(Exercise instructions) A word-for-word printout of the listing below is needed.

(Source data)
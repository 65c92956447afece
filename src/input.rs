//! Host-agnostic keyboard handling
//!
//! Translates keystrokes from whatever windowing/DOM layer hosts the
//! widget into core messages. Routing depends on what is open: an active
//! sensor search owns the keystream (live query editing, list
//! navigation), the operator menu owns Enter/Escape/arrows, and otherwise
//! keys drive the pending buffer and the logical cursor.

use crate::commands::Cmd;
use crate::messages::{CursorMsg, Direction, InputMsg, Msg, PickerMsg};
use crate::model::{EditorModel, PickerState};
use crate::update::update;

/// A keystroke at the editor boundary, already normalized by the host
#[derive(Debug, Clone, Copy, PartialEq, Eq)]
pub enum Key {
    Char(char),
    Backspace,
    Enter,
    Escape,
    ArrowLeft,
    ArrowRight,
    ArrowUp,
    ArrowDown,
}

/// Translate one keystroke into an update
pub fn handle_key(model: &mut EditorModel, key: Key) -> Option<Cmd> {
    // IME owns the keystream until composition ends; the host reports
    // composition events instead
    if model.ui.is_composing() {
        return None;
    }

    match key {
        Key::Escape => update(model, Msg::Picker(PickerMsg::Close)),

        Key::Enter => {
            if model.ui.has_picker() {
                update(model, Msg::Picker(PickerMsg::ConfirmSelection))
            } else {
                update(model, Msg::Input(InputMsg::CommitPending))
            }
        }

        Key::ArrowUp if model.ui.has_picker() => {
            update(model, Msg::Picker(PickerMsg::MoveSelection(-1)))
        }
        Key::ArrowDown if model.ui.has_picker() => {
            update(model, Msg::Picker(PickerMsg::MoveSelection(1)))
        }

        // The operator menu is a grid; left/right step the highlight too
        Key::ArrowLeft if matches!(model.ui.active_picker, Some(PickerState::OperatorMenu(_))) => {
            update(model, Msg::Picker(PickerMsg::MoveSelection(-1)))
        }
        Key::ArrowRight if matches!(model.ui.active_picker, Some(PickerState::OperatorMenu(_))) => {
            update(model, Msg::Picker(PickerMsg::MoveSelection(1)))
        }

        Key::ArrowLeft => update(model, Msg::Cursor(CursorMsg::Move(Direction::Left))),
        Key::ArrowRight => update(model, Msg::Cursor(CursorMsg::Move(Direction::Right))),
        Key::ArrowUp | Key::ArrowDown => None,

        Key::Backspace => update(model, Msg::Input(InputMsg::Backspace)),
        Key::Char(ch) => update(model, Msg::Input(InputMsg::InsertChar(ch))),
    }
}

/// The host reported the start of IME composition
pub fn handle_composition_start(model: &mut EditorModel) -> Option<Cmd> {
    update(model, Msg::Input(InputMsg::CompositionStart))
}

/// The host reported the end of IME composition with the final text
pub fn handle_composition_end(model: &mut EditorModel, text: impl Into<String>) -> Option<Cmd> {
    update(model, Msg::Input(InputMsg::CompositionEnd(text.into())))
}

/// Resolve a click on the editor surface through the caret manager
pub fn handle_click(model: &mut EditorModel, x: f32, y: f32) -> Option<Cmd> {
    let target = model.caret.hit_test(x, y)?;
    let msg = match target {
        crate::model::ClickTarget::Token(i) => CursorMsg::ClickToken(i),
        crate::model::ClickTarget::Gap(i) => CursorMsg::ClickGap(i),
        crate::model::ClickTarget::Empty => CursorMsg::ClickEmptyArea,
    };
    update(model, Msg::Cursor(msg))
}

(Answer below)
repository 65c92956447afece
filename src/input.rs
//! Host-agnostic keyboard handling
//!
//! Translates keystrokes from whatever windowing/DOM layer hosts the
//! widget into core messages. Routing depends on what is open: an active
//! sensor search owns the keystream (live query editing, list
//! navigation), the operator menu owns Enter/Escape/arrows, and otherwise
//! keys drive the pending buffer and the logical cursor.

use crate::commands::Cmd;
use crate::messages::{CursorMsg, Direction, InputMsg, Msg, PickerMsg};
use crate::model::{EditorModel, PickerState};
use crate::update::update;

/// A keystroke at the editor boundary, already normalized by the host
#[derive(Debug, Clone, Copy, PartialEq, Eq)]
pub enum Key {
    Char(char),
    Backspace,
    Enter,
    Escape,
    ArrowLeft,
    ArrowRight,
    ArrowUp,
    ArrowDown,
}

/// Translate one keystroke into an update
pub fn handle_key(model: &mut EditorModel, key: Key) -> Option<Cmd> {
    // IME owns the keystream until composition ends; the host reports
    // composition events instead
    if model.ui.is_composing() {
        return None;
    }

    match key {
        Key::Escape => update(model, Msg::Picker(PickerMsg::Close)),

        Key::Enter => {
            if model.ui.has_picker() {
                update(model, Msg::Picker(PickerMsg::ConfirmSelection))
            } else {
                update(model, Msg::Input(InputMsg::CommitPending))
            }
        }

        Key::ArrowUp if model.ui.has_picker() => {
            update(model, Msg::Picker(PickerMsg::MoveSelection(-1)))
        }
        Key::ArrowDown if model.ui.has_picker() => {
            update(model, Msg::Picker(PickerMsg::MoveSelection(1)))
        }

        // The operator menu is a grid; left/right step the highlight too
        Key::ArrowLeft if matches!(model.ui.active_picker, Some(PickerState::OperatorMenu(_))) => {
            update(model, Msg::Picker(PickerMsg::MoveSelection(-1)))
        }
        Key::ArrowRight if matches!(model.ui.active_picker, Some(PickerState::OperatorMenu(_))) => {
            update(model, Msg::Picker(PickerMsg::MoveSelection(1)))
        }

        Key::ArrowLeft => update(model, Msg::Cursor(CursorMsg::Move(Direction::Left))),
        Key::ArrowRight => update(model, Msg::Cursor(CursorMsg::Move(Direction::Right))),
        Key::ArrowUp | Key::ArrowDown => None,

        Key::Backspace => update(model, Msg::Input(InputMsg::Backspace)),
        Key::Char(ch) => update(model, Msg::Input(InputMsg::InsertChar(ch))),
    }
}

/// The host reported the start of IME composition
pub fn handle_composition_start(model: &mut EditorModel) -> Option<Cmd> {
    update(model, Msg::Input(InputMsg::CompositionStart))
}

/// The host reported the end of IME composition with the final text
pub fn handle_composition_end(model: &mut EditorModel, text: impl Into<String>) -> Option<Cmd> {
    update(model, Msg::Input(InputMsg::CompositionEnd(text.into())))
}

/// Resolve a click on the editor surface through the caret manager
pub fn handle_click(model: &mut EditorModel, x: f32, y: f32) -> Option<Cmd> {
    let target = model.caret.hit_test(x, y)?;
    let msg = match target {
        crate::model::ClickTarget::Token(i) => CursorMsg::ClickToken(i),
        crate::model::ClickTarget::Gap(i) => CursorMsg::ClickGap(i),
        crate::model::ClickTarget::Empty => CursorMsg::ClickEmptyArea,
    };
    update(model, Msg::Cursor(msg))
}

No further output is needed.